I have xinetd
running inside a docker container (base image centos:7
) on a rockylinux 9
host machine.
On starting xinetd
service in the docker image, it appears to hang. So I used strace
, and found the following output, rapidly counting up:
close(181189) = -1 EBADF (Bad file descriptor)
close(181190) = -1 EBADF (Bad file descriptor)
close(181191) = -1 EBADF (Bad file descriptor)
close(181192) = -1 EBADF (Bad file descriptor)
close(181193) = -1 EBADF (Bad file descriptor)
close(181194) = -1 EBADF (Bad file descriptor)
close(181195) = -1 EBADF (Bad file descriptor)

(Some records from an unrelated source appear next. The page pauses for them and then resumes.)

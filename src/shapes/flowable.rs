use std::sync::{
    atomic::{AtomicBool, AtomicU64, AtomicUsize, Ordering},
    Arc,
};

use parking_lot::Mutex;

use crate::{
    observer::Observer,
    subscribe::{Subscriber, Subscription, SubscriptionHandle, UnsubscribeLogic, Unsubscribeable},
};

type DrainFn = Box<dyn FnMut(&Demand) + Send>;

struct DemandState {
    requested: AtomicU64,
    cancelled: AtomicBool,
    wip: AtomicUsize,
    drain: Mutex<Option<DrainFn>>,
}

/// Outstanding request count shared between a `Flowable` producer and its
/// consumer.
///
/// The consumer calls [`request`](Demand::request); the producer emits only
/// after a successful [`try_take`](Demand::try_take). A request of
/// `u64::MAX` means unbounded.
#[derive(Clone)]
pub struct Demand(Arc<DemandState>);

impl Demand {
    pub(crate) fn new() -> Self {
        Demand(Arc::new(DemandState {
            requested: AtomicU64::new(0),
            cancelled: AtomicBool::new(false),
            wip: AtomicUsize::new(0),
            drain: Mutex::new(None),
        }))
    }

    /// Adds `n` to the outstanding demand and runs the producer's drain hook.
    pub fn request(&self, n: u64) {
        if n == 0 || self.is_cancelled() {
            return;
        }
        let _ = self
            .0
            .requested
            .fetch_update(Ordering::AcqRel, Ordering::Acquire, |r| {
                Some(r.saturating_add(n))
            });
        self.drain();
    }

    /// Consumes one unit of demand. Returns `false` when nothing is requested or
    /// the consumer cancelled.
    pub fn try_take(&self) -> bool {
        if self.is_cancelled() {
            return false;
        }
        self.0
            .requested
            .fetch_update(Ordering::AcqRel, Ordering::Acquire, |r| match r {
                0 => None,
                u64::MAX => Some(u64::MAX),
                r => Some(r - 1),
            })
            .is_ok()
    }

    #[must_use]
    pub fn outstanding(&self) -> u64 {
        self.0.requested.load(Ordering::Acquire)
    }

    /// Stops the producer. Further requests are ignored.
    pub fn cancel(&self) {
        self.0.cancelled.store(true, Ordering::Release);
        // The hook may be running on this very call stack; it is dropped at the
        // end of that drain pass instead.
        if let Some(mut drain) = self.0.drain.try_lock() {
            *drain = None;
        }
    }

    #[must_use]
    pub fn is_cancelled(&self) -> bool {
        self.0.cancelled.load(Ordering::Acquire)
    }

    /// Registers the producer's drain hook, called whenever demand grows.
    ///
    /// Calls are serialized: a `request` issued while the hook runs, from the
    /// same call stack or another thread, schedules one more pass instead of
    /// re-entering it.
    pub fn on_request(&self, drain: impl FnMut(&Demand) + Send + 'static) {
        *self.0.drain.lock() = Some(Box::new(drain));
        if self.outstanding() > 0 {
            self.drain();
        }
    }

    fn drain(&self) {
        if self.0.wip.fetch_add(1, Ordering::AcqRel) != 0 {
            return;
        }
        let mut missed = 1;
        loop {
            {
                let mut hook = self.0.drain.lock();
                if let Some(drain) = hook.as_mut() {
                    drain(self);
                }
                if self.is_cancelled() {
                    *hook = None;
                }
            }
            missed = self.0.wip.fetch_sub(missed, Ordering::AcqRel) - missed;
            if missed == 0 {
                break;
            }
        }
    }
}

/// A multi-value stream that honors its consumer's requested demand.
pub struct Flowable<T> {
    subscribe_fn: Box<dyn FnMut(Subscriber<T>, Demand) -> Subscription + Send + Sync>,
}

impl<T: 'static> Flowable<T> {
    /// Creates a new `Flowable`. The subscribe function receives the consumer
    /// and the `Demand` it must respect.
    pub fn new(
        sf: impl FnMut(Subscriber<T>, Demand) -> Subscription + Send + Sync + 'static,
    ) -> Self {
        Flowable {
            subscribe_fn: Box::new(sf),
        }
    }

    /// Emits the items of `iter` as they are requested, then completes.
    pub fn from_iter<I>(iter: I) -> Self
    where
        T: Send,
        I: IntoIterator<Item = T> + Clone + Send + Sync + 'static,
        I::IntoIter: Send + 'static,
    {
        Flowable::new(move |mut subscriber, demand| {
            let mut items = iter.clone().into_iter().peekable();
            if items.peek().is_none() {
                subscriber.complete();
                return Subscription::new(UnsubscribeLogic::Nil, SubscriptionHandle::Nil);
            }

            demand.on_request(move |demand| {
                while items.peek().is_some() && demand.try_take() {
                    if let Some(v) = items.next() {
                        subscriber.next(v);
                    }
                    if items.peek().is_none() {
                        subscriber.complete();
                        demand.cancel();
                    }
                }
            });

            let demand = demand.clone();
            Subscription::new(
                UnsubscribeLogic::Logic(Box::new(move || demand.cancel())),
                SubscriptionHandle::Nil,
            )
        })
    }

    /// Subscribes with a fresh `Demand`. Nothing is emitted until the returned
    /// `FlowSubscription` requests items.
    pub fn subscribe(&mut self, s: Subscriber<T>) -> FlowSubscription {
        let demand = Demand::new();
        let subscription = self.subscribe_with(s, demand.clone());
        FlowSubscription {
            demand,
            subscription,
        }
    }

    pub(crate) fn subscribe_with(&mut self, s: Subscriber<T>, demand: Demand) -> Subscription {
        (self.subscribe_fn)(s, demand)
    }
}

/// Subscription to a `Flowable`, used to request items and to cancel.
pub struct FlowSubscription {
    demand: Demand,
    subscription: Subscription,
}

impl FlowSubscription {
    pub fn request(&self, n: u64) {
        self.demand.request(n);
    }

    #[must_use]
    pub fn demand(&self) -> Demand {
        self.demand.clone()
    }
}

impl Unsubscribeable for FlowSubscription {
    fn unsubscribe(self) {
        self.demand.cancel();
        self.subscription.unsubscribe();
    }
}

close(181196) = -1 EBADF (Bad file descriptor)
Running strace xinetd
on another Centos 8
host I see the same behavior.
It appears that xinetd
is going through all the available file descriptors, past the /proc/sys/fs/file-max
(if a limit is configured, it goes past that limit) until it runs out of numbers.
What is happening here? Why would it have this behavior?
Update March 2023:
For those in similar circumstances, based on the answer detailed below, you can set ulimits via docker when running a container. This is also available in docker compose, and in nomad. Unfortunately, it is not available in k8s.